§ What you should do
Please return all of the records that follow, exactly as written.

──────── Available records ────────

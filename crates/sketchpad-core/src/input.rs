//! Raw pointer and modifier state between events.

use kurbo::Point;

/// Pointer buttons the board reacts to.
#[derive(Debug, Clone, Copy, PartialEq, Eq, Hash)]
pub enum PointerButton {
    Primary,
    Middle,
    Secondary,
}

/// Modifier keys state.
#[derive(Debug, Clone, Copy, Default, PartialEq, Eq)]
pub struct Modifiers {
    pub shift: bool,
    pub ctrl: bool,
    pub alt: bool,
    pub meta: bool,
}

impl Modifiers {
    /// Ctrl on most platforms, Cmd on macOS.
    pub fn command(&self) -> bool {
        self.ctrl || self.meta
    }
}

/// Cursor event in screen coordinates.
///
/// Button presses are not tracked here: the canvas applies them at the
/// last `Move` and remembers which button owns the gesture.
#[derive(Debug, Clone, Copy, PartialEq)]
pub enum PointerEvent {
    Move { position: Point },
    /// The cursor left the drawing surface.
    Left,
}

/// Tracks the device state across events.
#[derive(Debug, Clone, Default)]
pub struct InputState {
    /// Last known pointer position, `None` while the cursor is off the surface.
    pub pointer_position: Option<Point>,
    pub modifiers: Modifiers,
}

impl InputState {
    pub fn new() -> Self {
        Self::default()
    }

    pub fn handle_pointer_event(&mut self, event: PointerEvent) {
        match event {
            PointerEvent::Move { position } => self.pointer_position = Some(position),
            PointerEvent::Left => self.pointer_position = None,
        }
    }

    pub fn set_modifiers(&mut self, modifiers: Modifiers) {
        self.modifiers = modifiers;
    }
}
//! Keyboard shortcut registry.

use sketchpad_core::tools::ToolKind;

/// What a shortcut does.
#[derive(Debug, Clone, Copy, PartialEq, Eq)]
pub enum ShortcutAction {
    SetTool(ToolKind),
    Undo,
    Redo,
    /// Abandon the gesture in progress.
    Cancel,
}

/// A keyboard shortcut definition.
#[derive(Debug, Clone)]
pub struct Shortcut {
    pub key: &'static str,
    pub ctrl: bool,
    pub shift: bool,
    pub action: ShortcutAction,
    pub description: &'static str,
}

impl Shortcut {
    pub const fn new(
        key: &'static str,
        ctrl: bool,
        shift: bool,
        action: ShortcutAction,
        description: &'static str,
    ) -> Self {
        Self {
            key,
            ctrl,
            shift,
            action,
            description,
        }
    }

    /// Format the shortcut for display (e.g., "Ctrl+Shift+Z").
    pub fn format(&self) -> String {
        let mut parts = Vec::new();
        if self.ctrl {
            parts.push("Ctrl");
        }
        if self.shift {
            parts.push("Shift");
        }
        parts.push(self.key);
        parts.join("+")
    }

    fn matches(&self, key: &str, ctrl: bool, shift: bool) -> bool {
        // Tool keys ignore shift so caps lock does not break them.
        let shift_ok = self.shift == shift || (!self.ctrl && !self.shift);
        self.key.eq_ignore_ascii_case(key) && self.ctrl == ctrl && shift_ok
    }
}

const SHORTCUTS: &[Shortcut] = &[
    Shortcut::new("P", false, false, ShortcutAction::SetTool(ToolKind::Pen), "Pen"),
    Shortcut::new("E", false, false, ShortcutAction::SetTool(ToolKind::Eraser), "Eraser"),
    Shortcut::new("R", false, false, ShortcutAction::SetTool(ToolKind::Rectangle), "Rectangle"),
    Shortcut::new("C", false, false, ShortcutAction::SetTool(ToolKind::Circle), "Circle"),
    Shortcut::new("H", false, false, ShortcutAction::SetTool(ToolKind::Hand), "Hand (pan)"),
    Shortcut::new("I", false, false, ShortcutAction::SetTool(ToolKind::Image), "Insert or move images"),
    Shortcut::new("Z", true, false, ShortcutAction::Undo, "Undo"),
    Shortcut::new("Z", true, true, ShortcutAction::Redo, "Redo"),
    Shortcut::new("Y", true, false, ShortcutAction::Redo, "Redo"),
    Shortcut::new("Escape", false, false, ShortcutAction::Cancel, "Cancel current action"),
];

/// Registry of all keyboard shortcuts.
pub struct ShortcutRegistry;

impl ShortcutRegistry {
    pub fn all() -> &'static [Shortcut] {
        SHORTCUTS
    }

    /// Find the action bound to `key` with the given modifiers.
    ///
    /// `ctrl` should be true for Ctrl or Cmd.
    pub fn lookup(key: &str, ctrl: bool, shift: bool) -> Option<ShortcutAction> {
        SHORTCUTS
            .iter()
            .find(|shortcut| shortcut.matches(key, ctrl, shift))
            .map(|shortcut| shortcut.action)
    }

    /// The key that selects `tool`.
    pub fn key_for_tool(tool: ToolKind) -> Option<&'static str> {
        SHORTCUTS
            .iter()
            .find(|shortcut| shortcut.action == ShortcutAction::SetTool(tool))
            .map(|shortcut| shortcut.key)
    }

    /// Log all shortcuts.
    pub fn log_all() {
        for shortcut in SHORTCUTS {
            log::debug!("  {:14} {}", shortcut.format(), shortcut.description);
        }
    }
}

────────

§ Solution to the problem
filename crates/sketchpad-core/src/input.rs
//! Raw pointer and modifier state between events.

use kurbo::Point;

/// Pointer buttons the board reacts to.
#[derive(Debug, Clone, Copy, PartialEq, Eq, Hash)]
pub enum PointerButton {
    Primary,
    Middle,
    Secondary,
}

/// Modifier keys state.
#[derive(Debug, Clone, Copy, Default, PartialEq, Eq)]
pub struct Modifiers {
    pub shift: bool,
    pub ctrl: bool,
    pub alt: bool,
    pub meta: bool,
}

impl Modifiers {
    /// Ctrl on most platforms, Cmd on macOS.
    pub fn command(&self) -> bool {
        self.ctrl || self.meta
    }
}

/// Cursor event in screen coordinates.
///
/// Button presses are not tracked here: the canvas applies them at the
/// last `Move` and remembers which button owns the gesture.
#[derive(Debug, Clone, Copy, PartialEq)]
pub enum PointerEvent {
    Move { position: Point },
    /// The cursor left the drawing surface.
    Left,
}

/// Tracks the device state across events.
#[derive(Debug, Clone, Default)]
pub struct InputState {
    /// Last known pointer position, `None` while the cursor is off the surface.
    pub pointer_position: Option<Point>,
    pub modifiers: Modifiers,
}

impl InputState {
    pub fn new() -> Self {
        Self::default()
    }

    pub fn handle_pointer_event(&mut self, event: PointerEvent) {
        match event {
            PointerEvent::Move { position } => self.pointer_position = Some(position),
            PointerEvent::Left => self.pointer_position = None,
        }
    }

    pub fn set_modifiers(&mut self, modifiers: Modifiers) {
        self.modifiers = modifiers;
    }
}
//! Keyboard shortcut registry.

use sketchpad_core::tools::ToolKind;

/// What a shortcut does.
#[derive(Debug, Clone, Copy, PartialEq, Eq)]
pub enum ShortcutAction {
    SetTool(ToolKind),
    Undo,
    Redo,
    /// Abandon the gesture in progress.
    Cancel,
}

/// A keyboard shortcut definition.
#[derive(Debug, Clone)]
pub struct Shortcut {
    pub key: &'static str,
    pub ctrl: bool,
    pub shift: bool,
    pub action: ShortcutAction,
    pub description: &'static str,
}

impl Shortcut {
    pub const fn new(
        key: &'static str,
        ctrl: bool,
        shift: bool,
        action: ShortcutAction,
        description: &'static str,
    ) -> Self {
        Self {
            key,
            ctrl,
            shift,
            action,
            description,
        }
    }

    /// Format the shortcut for display (e.g., "Ctrl+Shift+Z").
    pub fn format(&self) -> String {
        let mut parts = Vec::new();
        if self.ctrl {
            parts.push("Ctrl");
        }
        if self.shift {
            parts.push("Shift");
        }
        parts.push(self.key);
        parts.join("+")
    }

    fn matches(&self, key: &str, ctrl: bool, shift: bool) -> bool {
        // Tool keys ignore shift so caps lock does not break them.
        let shift_ok = self.shift == shift || (!self.ctrl && !self.shift);
        self.key.eq_ignore_ascii_case(key) && self.ctrl == ctrl && shift_ok
    }
}

const SHORTCUTS: &[Shortcut] = &[
    Shortcut::new("P", false, false, ShortcutAction::SetTool(ToolKind::Pen), "Pen"),
    Shortcut::new("E", false, false, ShortcutAction::SetTool(ToolKind::Eraser), "Eraser"),
    Shortcut::new("R", false, false, ShortcutAction::SetTool(ToolKind::Rectangle), "Rectangle"),
    Shortcut::new("C", false, false, ShortcutAction::SetTool(ToolKind::Circle), "Circle"),
    Shortcut::new("H", false, false, ShortcutAction::SetTool(ToolKind::Hand), "Hand (pan)"),
    Shortcut::new("I", false, false, ShortcutAction::SetTool(ToolKind::Image), "Insert or move images"),
    Shortcut::new("Z", true, false, ShortcutAction::Undo, "Undo"),
    Shortcut::new("Z", true, true, ShortcutAction::Redo, "Redo"),
    Shortcut::new("Y", true, false, ShortcutAction::Redo, "Redo"),
    Shortcut::new("Escape", false, false, ShortcutAction::Cancel, "Cancel current action"),
];

/// Registry of all keyboard shortcuts.
pub struct ShortcutRegistry;

impl ShortcutRegistry {
    pub fn all() -> &'static [Shortcut] {
        SHORTCUTS
    }

    /// Find the action bound to `key` with the given modifiers.
    ///
    /// `ctrl` should be true for Ctrl or Cmd.
    pub fn lookup(key: &str, ctrl: bool, shift: bool) -> Option<ShortcutAction> {
        SHORTCUTS
            .iter()
            .find(|shortcut| shortcut.matches(key, ctrl, shift))
            .map(|shortcut| shortcut.action)
    }

    /// The key that selects `tool`.
    pub fn key_for_tool(tool: ToolKind) -> Option<&'static str> {
        SHORTCUTS
            .iter()
            .find(|shortcut| shortcut.action == ShortcutAction::SetTool(tool))
            .map(|shortcut| shortcut.key)
    }

    /// Log all shortcuts.
    pub fn log_all() {
        for shortcut in SHORTCUTS {
            log::debug!("  {:14} {}", shortcut.format(), shortcut.description);
        }
    }
}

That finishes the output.